ことに変わりはありませんが、生命と他者性の尊重という現代の基本的価値に根ざして、グローバルな、また身近なコミュニティにおいて、リーダーシップや独創性を発揮できる女性を産み出すべく、教育・研究活動、社会貢献活動に努めています。



幼稚園から大学院までの一貫教育、50余年の歴史を持つ通信教育課程、地域に根ざし社会に開かれた生涯学習センター、国内外の教育機関との多様な連携においても、同じ信念が貫かれています。
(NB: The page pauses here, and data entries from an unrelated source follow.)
//! User-facing messages and item listings.

use shopkeep_core::{Item, Locale};

/// Fixed response texts for one locale.
///
/// `{budget}` and `{sizes}` are replaced when the message is rendered.
#[derive(Debug)]
pub struct Messages {
    /// Reply to an empty query
    pub empty_query: &'static str,
    /// Reply to a courteous query
    pub acknowledgment: &'static str,
    /// Header above the full catalog
    pub catalog_header: &'static str,
    /// Header above items within a budget
    pub budget_header: &'static str,
    /// Nothing fits the budget
    pub budget_empty: &'static str,
    /// Budget query without a usable amount
    pub budget_missing: &'static str,
    /// Header above items in the requested sizes
    pub size_header: &'static str,
    /// Nothing in the requested sizes
    pub size_empty: &'static str,
    /// Size query without a recognized size
    pub size_missing: &'static str,
    /// Header above search results
    pub search_header: &'static str,
    /// Search found nothing
    pub search_empty: &'static str,
    /// Greeting shown when a session starts
    pub greeting: &'static str,
    /// Label for the size column
    pub size_label: &'static str,
    /// Label for the color column
    pub color_label: &'static str,
    /// Label for the price column
    pub price_label: &'static str,
}

static ENGLISH: Messages = Messages {
    empty_query: "Please enter a message before sending.",
    acknowledgment: "Thank you! I'm here to help you with whatever you need.",
    catalog_header: "These are all the available products:",
    budget_header: "These are the products within your budget (${budget}):",
    budget_empty: "No products were found within your budget of ${budget}.",
    budget_missing: "Please provide a valid budget in your query. For example: 'Show me products for a price of no more than $500'.",
    size_header: "These are the products available in the requested sizes:",
    size_empty: "No products were found in the requested sizes: {sizes}.",
    size_missing: "Please specify a valid size (S, M, L, XL, etc.).",
    search_header: "Here are the products matching your search:",
    search_empty: "Sorry, I couldn't find any products matching your search.",
    greeting: "Hello! I'm your virtual assistant. How can I help you today?",
    size_label: "Size",
    color_label: "Color",
    price_label: "Price",
};

static SPANISH: Messages = Messages {
    empty_query: "Por favor, ingresa un mensaje antes de enviar.",
    acknowledgment: "¡Gracias! Estoy aquí para ayudarte con lo que necesites.",
    catalog_header: "Estos son todos los productos disponibles:",
    budget_header: "Estos son los productos que están dentro de tu presupuesto (${budget}):",
    budget_empty: "No se encontraron productos dentro de tu presupuesto de ${budget}.",
    budget_missing: "Por favor, proporciona un presupuesto válido en tu consulta. Por ejemplo: 'Mostrarme productos por un precio de no más de $500'.",
    size_header: "Estos son los productos disponibles en las tallas consultadas:",
    size_empty: "No se encontraron productos en las tallas mencionadas: {sizes}.",
    size_missing: "Por favor, especifica una talla válida (S, M, L, XL, etc.).",
    search_header: "Aquí tienes los productos que coinciden con tu búsqueda:",
    search_empty: "Lo siento, no encontré productos que coincidan con tu búsqueda.",
    greeting: "¡Hola! Soy tu asistente virtual. ¿En qué puedo ayudarte hoy?",
    size_label: "Talla",
    color_label: "Color",
    price_label: "Precio",
};

impl Messages {
    /// Messages for `locale`.
    pub fn for_locale(locale: Locale) -> &'static Self {
        match locale {
            Locale::English => &ENGLISH,
            Locale::Spanish => &SPANISH,
        }
    }
}

/// Renders items and parameterized messages.
#[derive(Debug, Clone, Copy)]
pub struct ResponseFormatter {
    messages: &'static Messages,
}

impl ResponseFormatter {
    /// Create a formatter for `locale`.
    pub fn new(locale: Locale) -> Self {
        Self {
            messages: Messages::for_locale(locale),
        }
    }

    /// Fixed messages of this formatter's locale.
    pub fn messages(&self) -> &'static Messages {
        self.messages
    }

    /// One listing line: `- {name} (Size: {size}, Color: {color}, Price: ${price})`.
    pub fn item_line(&self, item: &Item) -> String {
        format!(
            "- {} ({}: {}, {}: {}, {}: ${})",
            item.name,
            self.messages.size_label,
            item.size,
            self.messages.color_label,
            item.color,
            self.messages.price_label,
            format_amount(item.price)
        )
    }

    /// Header line followed by one line per item.
    pub fn listing<'item, I>(&self, header: &str, items: I) -> String
    where
        I: IntoIterator<Item = &'item Item>,
    {
        let mut response = format!("{header}\n");
        for item in items {
            response.push_str(&self.item_line(item));
            response.push('\n');
        }
        response
    }

    /// Header for items within `budget`.
    pub fn budget_header(&self, budget: f64) -> String {
        self.messages
            .budget_header
            .replace("{budget}", &format_amount(budget))
    }

    /// Message for a budget nothing fits.
    pub fn budget_empty(&self, budget: f64) -> String {
        self.messages
            .budget_empty
            .replace("{budget}", &format_amount(budget))
    }

    /// Message naming sizes that matched nothing.
    pub fn size_empty<'size, I>(&self, sizes: I) -> String
    where
        I: IntoIterator<Item = &'size String>,
    {
        let joined = sizes
            .into_iter()
            .map(String::as_str)
            .collect::<Vec<_>>()
            .join(", ");
        self.messages.size_empty.replace("{sizes}", &joined)
    }
}

/// Two-decimal rendering used for prices and budgets.
pub fn format_amount(amount: f64) -> String {
    format!("{amount:.2}")
}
時代の変遷につれて、女子教育の意義も変わっています。競争と戦争に明け暮れる現代社会の硬直状態を打開するには、今こそもっと女性の潜在能力を生かしていく必要がありましょう。



時代の変化や多様な価値観に対応できる
フレキシブルな感性を育成する



したがって本学の使命は、
先の三綱領に基づく全人教育に加え、
現代社会が抱えるさまざまな課題の解決に役立つ
高い専門的能力と、
それを生かすことのできる応用力と表現力、
時代の変化や多様な価値観に対応できるフレキシブルな感性を
育成することだと考えます。



いまだに女性の社会進出や、仕事と家庭の両立がむずかしい今日の日本にあって、本学の学内外のネットワークは、障碍(しょうがい)を乗り越えるための大きな支えとなり、また、数多くの自立した女性のモデルを身近に見る機会を与えています。こうして、本当の意味で「男女共同参画社会」が実現するまで、本学が社会で果たすべき役割は大きいのです。